● **INSTRUCTIONS TO FOLLOW**:
Repeat word for word every line of the data below, from the first through the line containing "Self::from_lookup(|key| env::var(key).ok())", and stop there.

● **AVAILABLE RECORDS**:
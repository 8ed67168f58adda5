use std::env;
use std::str::FromStr;
use std::time::Duration;

use dotenvy::dotenv;
use strum_macros::{AsRefStr, EnumString};

/// Longest voting window a request may get.
pub const MAX_DEADLINE_HOURS: i64 = 24 * 30;
pub const MAX_SWEEP_MINUTES: u64 = 24 * 60;

/// Who an approved day-off exempts from logging.
#[derive(Debug, Clone, Copy, PartialEq, Eq, EnumString, AsRefStr)]
#[strum(serialize_all = "snake_case", ascii_case_insensitive)]
pub enum Coverage {
    /// Every participant gets the day off.
    Everyone,
    /// Only the member who asked for it.
    Requester,
    /// The requester plus everyone who voted yes.
    YesVoters,
}

#[derive(Clone, Debug)]
pub struct Config {
    pub server_addr: String,
    /// `None` keeps requests in process memory.
    pub database_url: Option<String>,
    pub store_timeout: Duration,

    // Announcements
    pub discord_token: Option<String>,
    pub discord_api_base: String,
    pub results_channel_id: String,
    pub broadcast_mention: String,
    pub announce_timeout: Duration,

    // Voting rules
    pub yes_threshold: u32,
    pub deadline_hours: i64,
    pub sweep_interval: Duration,
    pub coverage: Coverage,
    /// The requester's own yes vote is recorded at creation.
    pub requester_votes_yes: bool,

    // Rate limiting
    pub rate_vote_per_min: u32,
    pub rate_api_per_min: u32,

    pub api_prefix: String,
}

impl Default for Config {
    fn default() -> Self {
        Self {
            server_addr: "0.0.0.0:8080".to_string(),
            database_url: None,
            store_timeout: Duration::from_secs(10),
            discord_token: None,
            discord_api_base: "https://discord.com/api/v10".to_string(),
            results_channel_id: String::new(),
            broadcast_mention: "@everyone".to_string(),
            announce_timeout: Duration::from_secs(10),
            yes_threshold: 3,
            deadline_hours: 12,
            sweep_interval: Duration::from_secs(60 * 60),
            coverage: Coverage::Everyone,
            requester_votes_yes: true,
            rate_vote_per_min: 120,
            rate_api_per_min: 1000,
            api_prefix: "/api".to_string(),
        }
    }
}

impl Config {
    pub fn from_env() -> Self {
        dotenv().ok();
        Self::from_lookup(|key| env::var(key).ok())
    }

    /// Builds the config from any key lookup; malformed values fall back to
    /// the defaults with a warning.
    pub fn from_lookup<F>(lookup: F) -> Self
    where
        F: Fn(&str) -> Option<String>,
    {
        let d = Config::default();
        let text = |key: &str| {
            lookup(key)
                .map(|v| v.trim().to_string())
                .filter(|v| !v.is_empty())
        };

        let yes_threshold = parse_or(&text, "DAYOFF_YES_THRESHOLD", d.yes_threshold);
        let yes_threshold = if yes_threshold == 0 {
            tracing::warn!("DAYOFF_YES_THRESHOLD must be at least 1, using 1");
            1
        } else {
            yes_threshold
        };

        let sweep_minutes = clamped(
            "DAYOFF_SWEEP_INTERVAL_MINUTES",
            parse_or(&text, "DAYOFF_SWEEP_INTERVAL_MINUTES", 60u64),
            1,
            MAX_SWEEP_MINUTES,
        );
        let deadline_hours = clamped(
            "DAYOFF_DEADLINE_HOURS",
            parse_or(&text, "DAYOFF_DEADLINE_HOURS", d.deadline_hours),
            1,
            MAX_DEADLINE_HOURS,
        );

        Self {
            server_addr: text("SERVER_ADDR").unwrap_or(d.server_addr),
            database_url: text("DATABASE_URL"),
            store_timeout: Duration::from_secs(parse_or(&text, "STORE_TIMEOUT_SECS", 10)),

            discord_token: text("DISCORD_TOKEN"),
            discord_api_base: text("DISCORD_API_BASE")
                .map(|v| v.trim_end_matches('/').to_string())
                .unwrap_or(d.discord_api_base),
            results_channel_id: text("DAYOFF_RESULTS_CHANNEL_ID").unwrap_or_default(),
            broadcast_mention: text("DAYOFF_BROADCAST_MENTION").unwrap_or(d.broadcast_mention),
            announce_timeout: Duration::from_secs(parse_or(&text, "ANNOUNCE_TIMEOUT_SECS", 10)),

            yes_threshold,
            deadline_hours,
            sweep_interval: Duration::from_secs(sweep_minutes * 60),
            coverage: parse_or(&text, "DAYOFF_COVERAGE", d.coverage),
            requester_votes_yes: parse_or(&text, "DAYOFF_REQUESTER_VOTES_YES", d.requester_votes_yes),

            rate_vote_per_min: parse_or(&text, "RATE_VOTE_PER_MIN", d.rate_vote_per_min),
            rate_api_per_min: parse_or(&text, "RATE_API_PER_MIN", d.rate_api_per_min),

            api_prefix: text("API_PREFIX").unwrap_or(d.api_prefix),
        }
    }
}

fn clamped<T>(key: &str, value: T, min: T, max: T) -> T
where
    T: PartialOrd + Copy + std::fmt::Display,
{
    if value < min || value > max {
        let bounded = if value < min { min } else { max };
        tracing::warn!(key, %value, %bounded, "Config value out of range, clamping");
        bounded
    } else {
        value
    }
}

fn parse_or<T, F>(text: &F, key: &str, default: T) -> T
where
    T: FromStr,
    F: Fn(&str) -> Option<String>,
{
    match text(key) {
        None => default,
        Some(raw) => raw.parse().unwrap_or_else(|_| {
            tracing::warn!(key, value = %raw, "Invalid config value, using default");
            default
        }),
    }
}
use std::sync::Arc;
use std::time::Duration;

use chrono::{DateTime, Utc};
use tokio::sync::watch;
use tokio::time::MissedTickBehavior;
use tracing::{error, info};

use super::service::{CloseOutcome, DayOffService};

#[derive(Debug, Default, Clone, Copy, PartialEq, Eq)]
pub struct SweepReport {
    pub closed: usize,
    pub announced: usize,
    pub failed: usize,
}

/// One pass: retry pending announcements, then close every due request.
///
/// A failing record is logged and counted; the rest are still processed.
pub async fn sweep(service: &DayOffService, now: DateTime<Utc>) -> SweepReport {
    let mut report = SweepReport::default();

    match service.pending_announcements().await {
        Ok(pending) => {
            for record in pending {
                match service.close_and_announce(record.id, now).await {
                    Ok(CloseOutcome::Announced(_)) => report.announced += 1,
                    Ok(CloseOutcome::AnnouncementPending(_)) => report.failed += 1,
                    Ok(_) => {}
                    Err(e) => {
                        error!(error = %e, request_id = record.id, "Announcement retry failed");
                        report.failed += 1;
                    }
                }
            }
        }
        Err(e) => {
            error!(error = %e, "Could not list pending announcements");
            report.failed += 1;
        }
    }

    let open = match service.open_requests().await {
        Ok(open) => open,
        Err(e) => {
            error!(error = %e, "Could not list open day-off requests");
            report.failed += 1;
            return report;
        }
    };

    let policy = service.policy();
    for record in open.into_iter().filter(|r| policy.should_close(r, now)) {
        match service.close_and_announce(record.id, now).await {
            Ok(CloseOutcome::Announced(_)) => {
                report.closed += 1;
                report.announced += 1;
            }
            Ok(CloseOutcome::AnnouncementPending(_)) => {
                report.closed += 1;
                report.failed += 1;
            }
            Ok(_) => {}
            Err(e) => {
                error!(error = %e, request_id = record.id, "Closing day-off request failed");
                report.failed += 1;
            }
        }
    }

    report
}

/// Sweeps on every tick until `shutdown` flips to true. The first tick fires
/// immediately, which doubles as startup recovery.
pub async fn run(service: Arc<DayOffService>, every: Duration, mut shutdown: watch::Receiver<bool>) {
    let mut ticker = tokio::time::interval(every);
    ticker.set_missed_tick_behavior(MissedTickBehavior::Delay);

    info!(interval_secs = every.as_secs(), "Day-off sweeper started");
    loop {
        tokio::select! {
            _ = ticker.tick() => {
                let report = sweep(&service, Utc::now()).await;
                if report != SweepReport::default() {
                    info!(
                        closed = report.closed,
                        announced = report.announced,
                        failed = report.failed,
                        "Day-off sweep finished"
                    );
                }
            }
            changed = shutdown.changed() => {
                if changed.is_err() || *shutdown.borrow() {
                    break;
                }
            }
        }
    }
    info!("Day-off sweeper stopped");
}
use chrono::{DateTime, NaiveDate, Utc};
use serde::{Deserialize, Serialize};
use utoipa::ToSchema;

/// One challenge log row (reps, seconds, steps...) for a participant and day.
#[derive(Debug, Clone, PartialEq, Eq, Serialize, Deserialize, ToSchema)]
pub struct DailyLogEntry {
    #[schema(example = "1458306967016701974")]
    pub participant_id: String,
    #[schema(example = "2026-01-01", format = "date", value_type = String)]
    pub log_date: NaiveDate,
    #[schema(example = 200)]
    pub amount: i64,
    #[schema(example = "morning set", nullable = true)]
    pub notes: Option<String>,
    #[schema(example = "2026-01-01T08:00:00Z", format = "date-time", value_type = String)]
    pub logged_at: DateTime<Utc>,
}
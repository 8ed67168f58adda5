pub mod daily_log;
pub mod day_off;
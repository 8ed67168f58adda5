use std::sync::Arc;
use std::time::Duration;

use chrono::NaiveDate;
use moka::future::Cache;

use crate::model::day_off_request::DayOffRequest;

/// Closed + approved requests per target date.
///
/// Approved records never change their result, so entries only go stale when
/// a new approval lands; the service invalidates that date when it does.
#[derive(Clone)]
pub struct ApprovedDayOffCache {
    inner: Cache<NaiveDate, Arc<Vec<DayOffRequest>>>,
}

impl ApprovedDayOffCache {
    pub fn new(ttl: Duration) -> Self {
        Self {
            inner: Cache::builder()
                .max_capacity(1_000) // one entry per calendar day asked about
                .time_to_live(ttl)
                .build(),
        }
    }

    pub async fn get(&self, date: NaiveDate) -> Option<Arc<Vec<DayOffRequest>>> {
        self.inner.get(&date).await
    }

    pub async fn insert(&self, date: NaiveDate, approved: Vec<DayOffRequest>) -> Arc<Vec<DayOffRequest>> {
        let approved = Arc::new(approved);
        self.inner.insert(date, approved.clone()).await;
        approved
    }

    pub async fn invalidate(&self, date: NaiveDate) {
        self.inner.invalidate(&date).await;
    }
}

impl Default for ApprovedDayOffCache {
    fn default() -> Self {
        Self::new(Duration::from_secs(300))
    }
}
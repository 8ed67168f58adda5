pub mod daily_log;
pub mod day_off_request;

● **RESPONSE TO THIS EXERCISE**:
repository 8ed67168f58adda5
use std::env;
use std::str::FromStr;
use std::time::Duration;

use dotenvy::dotenv;
use strum_macros::{AsRefStr, EnumString};

/// Longest voting window a request may get.
pub const MAX_DEADLINE_HOURS: i64 = 24 * 30;
pub const MAX_SWEEP_MINUTES: u64 = 24 * 60;

/// Who an approved day-off exempts from logging.
#[derive(Debug, Clone, Copy, PartialEq, Eq, EnumString, AsRefStr)]
#[strum(serialize_all = "snake_case", ascii_case_insensitive)]
pub enum Coverage {
    /// Every participant gets the day off.
    Everyone,
    /// Only the member who asked for it.
    Requester,
    /// The requester plus everyone who voted yes.
    YesVoters,
}

#[derive(Clone, Debug)]
pub struct Config {
    pub server_addr: String,
    /// `None` keeps requests in process memory.
    pub database_url: Option<String>,
    pub store_timeout: Duration,

    // Announcements
    pub discord_token: Option<String>,
    pub discord_api_base: String,
    pub results_channel_id: String,
    pub broadcast_mention: String,
    pub announce_timeout: Duration,

    // Voting rules
    pub yes_threshold: u32,
    pub deadline_hours: i64,
    pub sweep_interval: Duration,
    pub coverage: Coverage,
    /// The requester's own yes vote is recorded at creation.
    pub requester_votes_yes: bool,

    // Rate limiting
    pub rate_vote_per_min: u32,
    pub rate_api_per_min: u32,

    pub api_prefix: String,
}

impl Default for Config {
    fn default() -> Self {
        Self {
            server_addr: "0.0.0.0:8080".to_string(),
            database_url: None,
            store_timeout: Duration::from_secs(10),
            discord_token: None,
            discord_api_base: "https://discord.com/api/v10".to_string(),
            results_channel_id: String::new(),
            broadcast_mention: "@everyone".to_string(),
            announce_timeout: Duration::from_secs(10),
            yes_threshold: 3,
            deadline_hours: 12,
            sweep_interval: Duration::from_secs(60 * 60),
            coverage: Coverage::Everyone,
            requester_votes_yes: true,
            rate_vote_per_min: 120,
            rate_api_per_min: 1000,
            api_prefix: "/api".to_string(),
        }
    }
}

impl Config {
    pub fn from_env() -> Self {
        dotenv().ok();
        Self::from_lookup(|key| env::var(key).ok())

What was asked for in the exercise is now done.